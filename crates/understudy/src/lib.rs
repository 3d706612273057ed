//! Host-agnostic in-character reply generation for chat frontends.
//!
//! `understudy` is the reusable core of a chat-host extension: on a user's
//! request it composes a prompt from the currently selected character, a
//! bounded slice of recent chat history, and a configurable template, then
//! forwards that prompt to the host's own language-model invocation function.
//! After an explicit user confirmation, the reply is handed back to the host
//! for insertion into the chat. The host owns everything stateful (character
//! records, the chat log, the generation backend, popups, the settings store)
//! and this crate owns only the pipeline between them:
//!
//! ```text
//! ChatHost ──▶ history::project ──▶ prompt::compose ──▶ flow::dispatch ──▶ Generator
//! ```
//!
//! Control flows strictly downward; no stage calls back into an earlier one.
//! There is exactly one suspension point in the whole flow: the await on the
//! host's generation call.
//!
//! # Getting started
//!
//! Wire the host capabilities into an [`Understudy`](flow::Understudy) once,
//! at load time, and register its commands with the host's command facility:
//!
//! ```ignore
//! use std::sync::Arc;
//! use understudy::commands::default_commands;
//! use understudy::flow::Understudy;
//! use understudy::settings::JsonSettingsStore;
//!
//! let understudy = Arc::new(
//!     Understudy::new(host)                       // impl ChatHost
//!         .with_generator(generator)              // impl Generator
//!         .with_confirmer(confirmer)              // impl Confirmer
//!         .with_settings_store(Arc::new(JsonSettingsStore::new(path))),
//! );
//!
//! let commands = default_commands(understudy);
//! let reply = commands.dispatch("roleplay", &args, "What's up?").await;
//! ```
//!
//! A capability the host cannot provide is simply never wired; the flow
//! reports the gap through [`UnderstudyError`](error::UnderstudyError)
//! instead of probing for functions at every call site.
//!
//! # Where to find things
//!
//! | Module | Description |
//! |--------|-------------|
//! | [`host`] | Collaborator contracts ([`ChatHost`](host::ChatHost), [`Generator`](host::Generator), [`Confirmer`](host::Confirmer), [`SettingsStore`](host::SettingsStore)) plus reference implementations |
//! | [`settings`] | The [`Settings`](settings::Settings) record, lenient form application, JSON-file store |
//! | [`history`] | Projection of the raw chat log into prompt-ready turns |
//! | [`prompt`] | Template substitution and prompt composition |
//! | [`flow`] | The dispatcher and the [`Understudy`](flow::Understudy) adapter |
//! | [`commands`] | Command registry and the `roleplay` / `setimprompt` commands |
//! | [`error`] | The recoverable error taxonomy |

pub mod commands;
pub mod error;
pub mod flow;
pub mod history;
pub mod host;
pub mod prompt;
pub mod settings;

use serde::{Deserialize, Serialize};

pub use error::UnderstudyError;
pub use flow::{Impersonation, Understudy, dispatch};
pub use history::{HistoryTurn, project};
pub use host::{ChatHost, Confirmer, Generator, SettingsStore};
pub use prompt::compose;
pub use settings::Settings;

// ── Constants ──────────────────────────────────────────────────────

/// Key under which the settings record lives in the host's settings store.
pub const SETTINGS_KEY: &str = "character_impersonation";

/// Template used when no custom system prompt is configured.
pub const DEFAULT_SYSTEM_PROMPT: &str = "You are now roleplaying as {{char}}. \
    Respond to the following conversation as {{char}} would, maintaining their \
    personality, speech patterns, and behavior. Consider the chat history for context.";

/// Placeholder replaced with the character's name in templates.
pub const CHAR_PLACEHOLDER: &str = "{{char}}";

/// Placeholder replaced with the user's display name in templates.
pub const USER_PLACEHOLDER: &str = "{{user}}";

/// Speaker name used when the host knows no user display name.
pub const DEFAULT_USER_NAME: &str = "User";

/// Character name used when the host record carries none.
pub const UNKNOWN_CHARACTER_NAME: &str = "Unknown";

/// Speaker name for unnamed non-user turns in the projected history.
pub const FALLBACK_SPEAKER: &str = "Character";

// ── Character card ─────────────────────────────────────────────────

/// The persona fields of the currently selected character.
///
/// Projected read-only from a richer host record; never constructed or
/// mutated by the pipeline itself, and re-read fresh on every invocation.
/// A missing name falls back to [`UNKNOWN_CHARACTER_NAME`], every other
/// field to the empty string.
#[derive(Clone, Debug, PartialEq, Eq, Serialize, Deserialize)]
pub struct CharacterCard {
    pub name: String,
    #[serde(default)]
    pub description: String,
    #[serde(default)]
    pub personality: String,
    #[serde(default)]
    pub scenario: String,
    /// The character's scripted opening message. Carried in the projection
    /// but not rendered into the prompt's card block.
    #[serde(default)]
    pub first_mes: String,
    /// Example dialogue demonstrating the character's voice.
    #[serde(default)]
    pub mes_example: String,
}

impl CharacterCard {
    /// Create a card with only a name set. An empty name falls back to
    /// [`UNKNOWN_CHARACTER_NAME`].
    pub fn named(name: impl Into<String>) -> Self {
        let name = name.into();
        Self {
            name: if name.is_empty() {
                UNKNOWN_CHARACTER_NAME.to_string()
            } else {
                name
            },
            description: String::new(),
            personality: String::new(),
            scenario: String::new(),
            first_mes: String::new(),
            mes_example: String::new(),
        }
    }

    pub fn with_description(mut self, description: impl Into<String>) -> Self {
        self.description = description.into();
        self
    }

    pub fn with_personality(mut self, personality: impl Into<String>) -> Self {
        self.personality = personality.into();
        self
    }

    pub fn with_scenario(mut self, scenario: impl Into<String>) -> Self {
        self.scenario = scenario.into();
        self
    }

    pub fn with_example_dialogue(mut self, mes_example: impl Into<String>) -> Self {
        self.mes_example = mes_example.into();
        self
    }
}

impl Default for CharacterCard {
    fn default() -> Self {
        Self::named(UNKNOWN_CHARACTER_NAME)
    }
}

// ── Chat log entries ───────────────────────────────────────────────

/// A raw turn as the host's chat log stores it.
#[derive(Clone, Debug, PartialEq, Eq, Serialize, Deserialize)]
pub struct ChatMessage {
    /// Speaker name, when the host recorded one.
    #[serde(default)]
    pub name: Option<String>,
    #[serde(default)]
    pub text: String,
    #[serde(default)]
    pub is_user: bool,
    /// System-authored entries are excluded from projected history.
    #[serde(default)]
    pub is_system: bool,
}

impl ChatMessage {
    /// A user-authored turn with no recorded speaker name.
    pub fn user(text: impl Into<String>) -> Self {
        Self {
            name: None,
            text: text.into(),
            is_user: true,
            is_system: false,
        }
    }

    /// A character-authored turn with no recorded speaker name.
    pub fn character(text: impl Into<String>) -> Self {
        Self {
            name: None,
            text: text.into(),
            is_user: false,
            is_system: false,
        }
    }

    /// A system-authored turn (narration, host notices).
    pub fn system(text: impl Into<String>) -> Self {
        Self {
            name: None,
            text: text.into(),
            is_user: false,
            is_system: true,
        }
    }

    /// Attach a speaker name.
    pub fn named(mut self, name: impl Into<String>) -> Self {
        self.name = Some(name.into());
        self
    }
}

// ── Outgoing message ───────────────────────────────────────────────

/// The record appended back into host chat state after the user confirms
/// insertion of a generated reply.
#[derive(Clone, Debug, PartialEq, Eq, Serialize, Deserialize)]
pub struct OutgoingMessage {
    pub name: String,
    pub text: String,
    pub is_user: bool,
    /// RFC 3339 send time.
    pub timestamp: String,
    /// Marks replies produced by this pipeline rather than the normal
    /// turn-taking flow.
    pub impersonated: bool,
}

impl OutgoingMessage {
    /// Build an impersonated character message stamped with the current time.
    pub fn impersonated(name: impl Into<String>, text: impl Into<String>) -> Self {
        Self {
            name: name.into(),
            text: text.into(),
            is_user: false,
            timestamp: chrono::Utc::now().to_rfc3339(),
            impersonated: true,
        }
    }
}
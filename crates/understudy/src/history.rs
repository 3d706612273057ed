//! Projection of the host chat log into prompt-ready turns.

use crate::{ChatMessage, DEFAULT_USER_NAME, FALLBACK_SPEAKER};

/// One turn of projected history, ready for the composer.
#[derive(Clone, Debug, PartialEq, Eq)]
pub struct HistoryTurn {
    pub speaker: String,
    pub text: String,
    pub is_user: bool,
}

impl HistoryTurn {
    pub fn new(speaker: impl Into<String>, text: impl Into<String>, is_user: bool) -> Self {
        Self {
            speaker: speaker.into(),
            text: text.into(),
            is_user,
        }
    }
}

/// Project the raw chat log into at most `max_messages` prompt-ready turns.
///
/// System-authored entries are dropped before the window is taken, so the
/// result is the most recent `max_messages` conversational turns, oldest
/// first. Unnamed user turns speak as `user_name` (or
/// [`DEFAULT_USER_NAME`]); unnamed character turns as [`FALLBACK_SPEAKER`].
///
/// `max_messages == 0` yields no history at all, never an unbounded one.
pub fn project(log: &[ChatMessage], max_messages: u32, user_name: Option<&str>) -> Vec<HistoryTurn> {
    if max_messages == 0 {
        return Vec::new();
    }

    let spoken: Vec<&ChatMessage> = log.iter().filter(|m| !m.is_system).collect();
    let start = spoken.len().saturating_sub(max_messages as usize);

    spoken[start..]
        .iter()
        .map(|m| {
            let speaker = match &m.name {
                Some(name) if !name.is_empty() => name.clone(),
                _ if m.is_user => user_name
                    .filter(|n| !n.is_empty())
                    .unwrap_or(DEFAULT_USER_NAME)
                    .to_string(),
                _ => FALLBACK_SPEAKER.to_string(),
            };
            HistoryTurn {
                speaker,
                text: m.text.clone(),
                is_user: m.is_user,
            }
        })
        .collect()
}
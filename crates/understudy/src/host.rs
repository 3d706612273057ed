//! Collaborator contracts for the surrounding chat host.
//!
//! Everything the pipeline needs from its host enters through the traits in
//! this module, injected once at construction time. Host-version skew lives
//! entirely in whatever adapter implements them; the flow itself never probes
//! for capabilities: a capability the host lacks is simply not wired, and
//! the flow reports the gap through the error taxonomy.
//!
//! The async methods use boxed-future type aliases so every trait stays
//! dyn-compatible.

use std::future::Future;
use std::pin::Pin;
use std::sync::Mutex;
use std::sync::atomic::{AtomicUsize, Ordering};

use tracing::info;

use crate::settings::Settings;
use crate::{CharacterCard, ChatMessage, OutgoingMessage};

/// Boxed future returned by [`Generator::generate`].
pub type GenerateFuture<'a> = Pin<Box<dyn Future<Output = Result<String, String>> + Send + 'a>>;

/// Boxed future returned by [`Confirmer::confirm`].
pub type ConfirmFuture<'a> = Pin<Box<dyn Future<Output = bool> + Send + 'a>>;

// ── ChatHost ───────────────────────────────────────────────────────

/// The host's character, chat-log, and chat-view surface.
///
/// All reads return fresh projections of host state; nothing is cached on
/// this side of the boundary, so there is no consistency to maintain.
pub trait ChatHost: Send + Sync {
    /// The currently selected character, if any.
    fn current_character(&self) -> Option<CharacterCard>;

    /// The full chat log, oldest first.
    fn chat_log(&self) -> Vec<ChatMessage>;

    /// The user's display name, when the host knows one.
    fn user_display_name(&self) -> Option<String>;

    /// Append a message to the chat and persist it.
    fn append_message(&self, message: OutgoingMessage) -> Result<(), String>;

    /// Ask the host to re-render the chat view.
    fn refresh_chat_view(&self);
}

// ── Generator ──────────────────────────────────────────────────────

/// The host's language-model invocation function, the sole LLM entry point
/// in the entire flow.
pub trait Generator: Send + Sync {
    /// Generate a completion for the composed prompt.
    fn generate(&self, prompt: &str) -> GenerateFuture<'_>;
}

/// Type-erased async handler for [`FnGenerator`].
type ErasedGenerate =
    Box<dyn Fn(String) -> Pin<Box<dyn Future<Output = Result<String, String>> + Send>> + Send + Sync>;

/// A closure-based [`Generator`].
///
/// Spares host adapters (and tests) the boilerplate of a struct + trait impl
/// when the generation call is a single async function.
///
/// # Example
///
/// ```
/// use understudy::host::FnGenerator;
///
/// let echo = FnGenerator::new(|prompt| async move { Ok(format!("echo: {prompt}")) });
/// # let _ = echo;
/// ```
pub struct FnGenerator {
    handler: ErasedGenerate,
}

impl FnGenerator {
    /// Wrap an async closure as a [`Generator`].
    pub fn new<F, Fut>(handler: F) -> Self
    where
        F: Fn(String) -> Fut + Send + Sync + 'static,
        Fut: Future<Output = Result<String, String>> + Send + 'static,
    {
        Self {
            handler: Box::new(move |prompt| Box::pin(handler(prompt))),
        }
    }
}

impl Generator for FnGenerator {
    fn generate(&self, prompt: &str) -> GenerateFuture<'_> {
        Box::pin((self.handler)(prompt.to_string()))
    }
}

// ── Confirmer ──────────────────────────────────────────────────────

/// The host's yes/no decision surface (popup, modal, native confirm).
pub trait Confirmer: Send + Sync {
    /// Ask the user to confirm; resolves to the user's decision.
    fn confirm(&self, message: &str) -> ConfirmFuture<'_>;

    /// Show a one-way notice. The default implementation logs it.
    fn notify(&self, message: &str) {
        info!("[notice] {message}");
    }
}

/// A [`Confirmer`] that always answers the same way. Useful for headless
/// embeddings and tests.
pub struct AutoConfirmer {
    answer: bool,
}

impl AutoConfirmer {
    /// Confirm everything.
    pub fn yes() -> Self {
        Self { answer: true }
    }

    /// Decline everything.
    pub fn no() -> Self {
        Self { answer: false }
    }
}

impl Confirmer for AutoConfirmer {
    fn confirm(&self, _message: &str) -> ConfirmFuture<'_> {
        let answer = self.answer;
        Box::pin(async move { answer })
    }
}

// ── SettingsStore ──────────────────────────────────────────────────

/// The host's opaque settings store, keyed by module.
pub trait SettingsStore: Send + Sync {
    /// Load the settings saved under `key`. `None` when nothing (readable)
    /// is stored there.
    fn load(&self, key: &str) -> Option<Settings>;

    /// Persist `settings` under `key`.
    fn persist(&self, key: &str, settings: &Settings) -> Result<(), String>;
}

// ── StaticHost ─────────────────────────────────────────────────────

/// An in-memory [`ChatHost`]: a fixed character and user name over a mutable
/// chat log. The reference implementation for embedders without a live host,
/// and the workhorse of this crate's tests.
#[derive(Default)]
pub struct StaticHost {
    character: Option<CharacterCard>,
    user_name: Option<String>,
    chat: Mutex<Vec<ChatMessage>>,
    refreshes: AtomicUsize,
}

impl StaticHost {
    /// An empty host: no character, no user name, no chat.
    pub fn new() -> Self {
        Self::default()
    }

    pub fn with_character(mut self, character: CharacterCard) -> Self {
        self.character = Some(character);
        self
    }

    pub fn with_user_name(mut self, name: impl Into<String>) -> Self {
        self.user_name = Some(name.into());
        self
    }

    pub fn with_chat(self, messages: Vec<ChatMessage>) -> Self {
        if let Ok(mut chat) = self.chat.lock() {
            *chat = messages;
        }
        self
    }

    /// Append a turn to the log directly (host-side, no confirmation).
    pub fn push(&self, message: ChatMessage) {
        if let Ok(mut chat) = self.chat.lock() {
            chat.push(message);
        }
    }

    /// Snapshot of the current log.
    pub fn messages(&self) -> Vec<ChatMessage> {
        self.chat.lock().map(|chat| chat.clone()).unwrap_or_default()
    }

    /// How many times the chat view was asked to re-render.
    pub fn refresh_count(&self) -> usize {
        self.refreshes.load(Ordering::Relaxed)
    }
}

impl ChatHost for StaticHost {
    fn current_character(&self) -> Option<CharacterCard> {
        self.character.clone()
    }

    fn chat_log(&self) -> Vec<ChatMessage> {
        self.messages()
    }

    fn user_display_name(&self) -> Option<String> {
        self.user_name.clone()
    }

    fn append_message(&self, message: OutgoingMessage) -> Result<(), String> {
        let mut chat = self
            .chat
            .lock()
            .map_err(|_| "chat log lock poisoned".to_string())?;
        chat.push(ChatMessage {
            name: Some(message.name),
            text: message.text,
            is_user: message.is_user,
            is_system: false,
        });
        Ok(())
    }

    fn refresh_chat_view(&self) {
        self.refreshes.fetch_add(1, Ordering::Relaxed);
    }
}
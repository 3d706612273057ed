//! The settings record, lenient form application, and JSON persistence.
//!
//! Settings are an explicitly passed value: the adapter keeps one under a
//! lock and hands out snapshots, and the composer receives a snapshot per
//! invocation. Nothing in this crate reads configuration through a global.

use std::path::PathBuf;

use serde::{Deserialize, Serialize};
use tracing::warn;

use crate::DEFAULT_SYSTEM_PROMPT;
use crate::host::SettingsStore;

/// History window used when a form submits a non-numeric value.
pub const DEFAULT_MAX_HISTORY: u32 = 10;

// ── Settings ───────────────────────────────────────────────────────

/// Configuration for the impersonation flow.
///
/// `max_history_messages` is expected to be at least 1; a stored 0 is not
/// rejected, it just degrades to an empty history in the projector.
#[derive(Clone, Debug, PartialEq, Eq, Serialize, Deserialize)]
#[serde(default)]
pub struct Settings {
    /// Master switch. When off, the commands answer with a notice instead
    /// of generating.
    pub enabled: bool,
    /// Template used when no custom system prompt is set.
    pub default_system_prompt: String,
    /// Whether the composed prompt carries the character card block.
    pub include_character_card: bool,
    /// How many recent chat turns the prompt includes.
    pub max_history_messages: u32,
    /// Overrides the default template when non-empty.
    pub custom_system_prompt: String,
}

impl Default for Settings {
    fn default() -> Self {
        Self {
            enabled: true,
            default_system_prompt: DEFAULT_SYSTEM_PROMPT.to_string(),
            include_character_card: true,
            max_history_messages: DEFAULT_MAX_HISTORY,
            custom_system_prompt: String::new(),
        }
    }
}

impl Settings {
    /// The template the composer should use: the custom system prompt when
    /// one is set, the default otherwise.
    pub fn effective_template(&self) -> &str {
        if self.custom_system_prompt.is_empty() {
            &self.default_system_prompt
        } else {
            &self.custom_system_prompt
        }
    }

    /// Apply a per-invocation template override (a command's `prompt=`
    /// argument). Blank overrides are ignored.
    pub fn with_template_override(mut self, template: Option<&str>) -> Self {
        if let Some(template) = template
            && !template.trim().is_empty()
        {
            self.custom_system_prompt = template.to_string();
        }
        self
    }

    /// Apply raw form input. The numeric field is parsed leniently:
    /// non-numeric input falls back to [`DEFAULT_MAX_HISTORY`] instead of
    /// failing the save.
    pub fn apply_form(&mut self, form: &SettingsForm) {
        self.enabled = form.enabled;
        self.include_character_card = form.include_character_card;
        self.max_history_messages = match form.max_history_messages.trim().parse::<u32>() {
            Ok(n) => n,
            Err(_) => {
                warn!(
                    "ignoring non-numeric max history value {:?}",
                    form.max_history_messages
                );
                DEFAULT_MAX_HISTORY
            }
        };
        self.default_system_prompt = form.default_system_prompt.clone();
        self.custom_system_prompt = form.custom_system_prompt.clone();
    }
}

/// Raw field values as a settings panel submits them.
#[derive(Clone, Debug, Default)]
pub struct SettingsForm {
    pub enabled: bool,
    pub include_character_card: bool,
    /// Free-text numeric field; parsed leniently by [`Settings::apply_form`].
    pub max_history_messages: String,
    pub default_system_prompt: String,
    pub custom_system_prompt: String,
}

impl From<&Settings> for SettingsForm {
    fn from(settings: &Settings) -> Self {
        Self {
            enabled: settings.enabled,
            include_character_card: settings.include_character_card,
            max_history_messages: settings.max_history_messages.to_string(),
            default_system_prompt: settings.default_system_prompt.clone(),
            custom_system_prompt: settings.custom_system_prompt.clone(),
        }
    }
}

// ── JsonSettingsStore ──────────────────────────────────────────────

/// File-backed [`SettingsStore`]: one JSON object holding every module's
/// settings under its key, mirroring the host-side settings shape.
///
/// Writes are atomic (temp file + rename). A missing file is the first-run
/// case; a malformed file is logged and treated as empty rather than
/// failing any operation.
pub struct JsonSettingsStore {
    path: PathBuf,
}

impl JsonSettingsStore {
    pub fn new(path: impl Into<PathBuf>) -> Self {
        Self { path: path.into() }
    }

    fn read_all(&self) -> serde_json::Map<String, serde_json::Value> {
        let text = match std::fs::read_to_string(&self.path) {
            Ok(text) => text,
            Err(_) => return serde_json::Map::new(),
        };
        match serde_json::from_str::<serde_json::Value>(&text) {
            Ok(serde_json::Value::Object(map)) => map,
            Ok(_) => {
                warn!(
                    "settings file {} is not a JSON object; treating as empty",
                    self.path.display()
                );
                serde_json::Map::new()
            }
            Err(e) => {
                warn!(
                    "malformed settings file {}: {e}; treating as empty",
                    self.path.display()
                );
                serde_json::Map::new()
            }
        }
    }
}

impl SettingsStore for JsonSettingsStore {
    fn load(&self, key: &str) -> Option<Settings> {
        let map = self.read_all();
        let value = map.get(key)?;
        match serde_json::from_value(value.clone()) {
            Ok(settings) => Some(settings),
            Err(e) => {
                warn!("unreadable settings under {key:?}: {e}; using defaults");
                None
            }
        }
    }

    fn persist(&self, key: &str, settings: &Settings) -> Result<(), String> {
        let mut map = self.read_all();
        let value = serde_json::to_value(settings)
            .map_err(|e| format!("failed to serialize settings: {e}"))?;
        map.insert(key.to_string(), value);

        if let Some(parent) = self.path.parent()
            && !parent.as_os_str().is_empty()
        {
            std::fs::create_dir_all(parent)
                .map_err(|e| format!("failed to create settings dir: {e}"))?;
        }

        let json = serde_json::to_string_pretty(&serde_json::Value::Object(map))
            .map_err(|e| format!("failed to serialize settings file: {e}"))?;
        let tmp = self.path.with_extension("json.tmp");
        std::fs::write(&tmp, json).map_err(|e| format!("failed to write settings: {e}"))?;
        std::fs::rename(&tmp, &self.path)
            .map_err(|e| format!("failed to replace settings file: {e}"))?;
        Ok(())
    }
}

------------------------------------------------

• **Work to complete**: Transcribe verbatim. Cover the lines from the first line of the entries above to the line containing "Wire the host", inclusive.

• **Exercise answer**:
filename crates/understudy/src/lib.rs
repository 3d706612273057ed
//! Host-agnostic in-character reply generation for chat frontends.
//!
//! `understudy` is the reusable core of a chat-host extension: on a user's
//! request it composes a prompt from the currently selected character, a
//! bounded slice of recent chat history, and a configurable template, then
//! forwards that prompt to the host's own language-model invocation function.
//! After an explicit user confirmation, the reply is handed back to the host
//! for insertion into the chat. The host owns everything stateful (character
//! records, the chat log, the generation backend, popups, the settings store)
//! and this crate owns only the pipeline between them:
//!
//! ```text
//! ChatHost ──▶ history::project ──▶ prompt::compose ──▶ flow::dispatch ──▶ Generator
//! ```
//!
//! Control flows strictly downward; no stage calls back into an earlier one.
//! There is exactly one suspension point in the whole flow: the await on the
//! host's generation call.
//!
//! # Getting started
//!
//! Wire the host capabilities into an [`Understudy`](flow::Understudy) once,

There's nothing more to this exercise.